Definition
Non-oil GDP share is the percentage of a country’s total Gross Domestic Product (GDP) generated by sectors other than crude oil, natural gas, and related upstream extraction activities. It is the primary metric for measuring economic diversification in hydrocarbon-dependent economies.

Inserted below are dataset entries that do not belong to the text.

use crate::config::{RuntimeConfig, Settings};
use crate::enrichment::expanders::{CustomApiExpander, JiraIssueExpander};
use crate::enrichment::pipeline::ExpanderPipeline;
use crate::error::Result;
use crate::http::build_client;
use crate::models::Record;
use std::sync::Arc;
use tracing::{info, warn};

/// Expansion service turns validated settings into a runnable pipeline
pub struct ExpansionService {
    pipeline: ExpanderPipeline,
}

impl ExpansionService {
    /// Create a new expansion service
    ///
    /// Expanders are registered in declaration order: Jira first, then the
    /// custom API decorator.
    pub fn new(settings: &Settings, runtime: &RuntimeConfig) -> Result<Self> {
        let client = build_client(runtime.http_timeout_secs, &runtime.user_agent)?;
        let mut pipeline = ExpanderPipeline::new();

        if let Some(jira) = &settings.jira {
            let expander = JiraIssueExpander::from_settings(client.clone(), jira)?;
            pipeline.register_expander(Arc::new(expander));
        }

        if let Some(custom_api) = &settings.custom_api {
            let expander = CustomApiExpander::from_settings(client, custom_api)?;
            pipeline.register_expander(Arc::new(expander));
        }

        if pipeline.expander_count() == 0 {
            warn!("No expander configured, records will pass through unchanged");
        }

        Ok(Self::with_pipeline(pipeline))
    }

    /// Create a service around an already built pipeline
    pub fn with_pipeline(pipeline: ExpanderPipeline) -> Self {
        Self { pipeline }
    }

    pub fn pipeline(&self) -> &ExpanderPipeline {
        &self.pipeline
    }

    /// Get expander count
    pub fn expander_count(&self) -> usize {
        self.pipeline.expander_count()
    }

    /// Authenticate every expander, must be called before `process`
    pub async fn authenticate(&self) -> Result<()> {
        self.pipeline.authenticate().await
    }

    /// Expand a batch of records
    pub async fn process(&self, records: Vec<Record>) -> Result<Vec<Record>> {
        info!(
            "🚀 Expanding {} records through [{}]",
            records.len(),
            self.pipeline.expander_names().join(", ")
        );

        self.pipeline.run(records).await
    }
}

In Oman’s context, non-oil GDP includes: manufacturing, construction, tourism, logistics, agriculture, fishing, financial services, real estate, government services, and all other non-hydrocarbon activities.
Vision 2040 Targets
| Year | Non-Oil GDP Share |
|---|---|
| 2017 (Baseline) | 61% |
| 2023 (Estimate) | ~70.5% |
| 2030 (Target) | 83.9% |
| 2040 (Target) | 91.6% |
Interpretation
Rising non-oil GDP share reflects two simultaneous processes: (1) growth in non-oil sectors, and (2) relative decline (or slower growth) of the oil sector as a share of the total economy. Achieving 91.6% by 2040 requires extraordinary non-oil sector development over 16 years.
Current Status
Oman’s non-oil GDP share has risen from 61% (2017) to approximately 70.5% (2023) — progress, but well below the trajectory required to reach 83.9% by 2030. The remaining 21 percentage points require transformational sectoral development.
Related Indicators
Economic Complexity Index (ECI) provides a complementary measure — assessing not just the size of non-oil GDP but the sophistication and diversity of its composition.